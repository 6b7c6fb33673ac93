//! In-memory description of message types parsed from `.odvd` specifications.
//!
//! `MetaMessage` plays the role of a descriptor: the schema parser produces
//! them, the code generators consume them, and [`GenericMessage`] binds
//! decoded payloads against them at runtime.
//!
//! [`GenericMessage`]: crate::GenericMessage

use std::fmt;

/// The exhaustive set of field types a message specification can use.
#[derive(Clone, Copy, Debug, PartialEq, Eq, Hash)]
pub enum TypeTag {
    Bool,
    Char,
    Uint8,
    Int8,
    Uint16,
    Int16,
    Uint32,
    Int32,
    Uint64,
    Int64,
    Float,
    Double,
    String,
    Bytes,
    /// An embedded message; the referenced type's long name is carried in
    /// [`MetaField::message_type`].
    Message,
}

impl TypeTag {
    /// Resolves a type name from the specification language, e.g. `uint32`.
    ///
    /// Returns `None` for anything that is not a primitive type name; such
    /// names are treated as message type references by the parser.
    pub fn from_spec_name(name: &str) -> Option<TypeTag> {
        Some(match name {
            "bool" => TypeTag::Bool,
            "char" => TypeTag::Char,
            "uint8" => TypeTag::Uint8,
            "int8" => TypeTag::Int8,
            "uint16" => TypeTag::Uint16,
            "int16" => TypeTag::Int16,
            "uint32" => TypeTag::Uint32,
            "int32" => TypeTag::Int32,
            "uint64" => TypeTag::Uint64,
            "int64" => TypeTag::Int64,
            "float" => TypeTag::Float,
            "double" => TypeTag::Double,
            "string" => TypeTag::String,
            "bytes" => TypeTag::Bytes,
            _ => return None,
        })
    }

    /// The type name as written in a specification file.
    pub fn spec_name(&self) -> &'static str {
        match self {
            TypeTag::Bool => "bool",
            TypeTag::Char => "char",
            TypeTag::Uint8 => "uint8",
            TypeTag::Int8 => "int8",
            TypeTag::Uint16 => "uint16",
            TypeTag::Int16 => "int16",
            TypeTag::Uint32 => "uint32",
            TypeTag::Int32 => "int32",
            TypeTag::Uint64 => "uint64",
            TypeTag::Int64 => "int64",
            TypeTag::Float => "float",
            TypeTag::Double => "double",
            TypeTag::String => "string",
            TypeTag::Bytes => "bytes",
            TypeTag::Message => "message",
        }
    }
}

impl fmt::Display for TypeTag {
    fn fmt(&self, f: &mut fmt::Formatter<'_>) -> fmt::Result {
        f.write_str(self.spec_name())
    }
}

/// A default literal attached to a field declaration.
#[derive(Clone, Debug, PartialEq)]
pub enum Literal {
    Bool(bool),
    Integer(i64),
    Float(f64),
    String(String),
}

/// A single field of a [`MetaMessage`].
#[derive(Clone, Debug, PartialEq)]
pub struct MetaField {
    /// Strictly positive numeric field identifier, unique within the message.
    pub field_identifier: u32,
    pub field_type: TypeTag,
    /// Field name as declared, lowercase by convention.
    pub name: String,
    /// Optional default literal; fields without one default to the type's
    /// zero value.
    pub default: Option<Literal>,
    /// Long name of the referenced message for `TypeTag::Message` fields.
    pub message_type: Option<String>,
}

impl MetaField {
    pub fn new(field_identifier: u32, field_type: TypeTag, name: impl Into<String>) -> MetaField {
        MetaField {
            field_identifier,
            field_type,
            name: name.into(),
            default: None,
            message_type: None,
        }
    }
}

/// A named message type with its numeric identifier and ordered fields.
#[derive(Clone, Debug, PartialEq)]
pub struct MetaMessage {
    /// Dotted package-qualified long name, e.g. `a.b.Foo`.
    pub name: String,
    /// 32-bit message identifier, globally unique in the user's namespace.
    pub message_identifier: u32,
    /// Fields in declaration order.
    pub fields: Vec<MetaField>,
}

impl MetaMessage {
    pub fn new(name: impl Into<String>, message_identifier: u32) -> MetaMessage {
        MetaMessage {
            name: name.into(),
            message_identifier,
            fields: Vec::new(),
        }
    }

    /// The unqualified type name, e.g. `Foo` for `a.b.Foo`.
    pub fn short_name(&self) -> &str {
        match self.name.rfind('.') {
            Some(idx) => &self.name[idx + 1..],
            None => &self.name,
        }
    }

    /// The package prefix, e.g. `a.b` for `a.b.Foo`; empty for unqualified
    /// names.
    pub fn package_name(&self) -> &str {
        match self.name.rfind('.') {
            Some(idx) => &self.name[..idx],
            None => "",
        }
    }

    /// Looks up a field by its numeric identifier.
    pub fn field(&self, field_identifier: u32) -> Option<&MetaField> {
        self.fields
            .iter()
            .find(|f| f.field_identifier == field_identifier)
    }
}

- **EXERCISE DIRECTIONS**
Could you return the lines in the entries above that contain "String"?

- **YOUR SOLUTION**
    String,
            "string" => TypeTag::String,
            TypeTag::String => "string",
    String(String),
    pub name: String,
    pub message_type: Option<String>,
    pub fn new(field_identifier: u32, field_type: TypeTag, name: impl Into<String>) -> MetaField {
    pub name: String,
    pub fn new(name: impl Into<String>, message_identifier: u32) -> MetaMessage {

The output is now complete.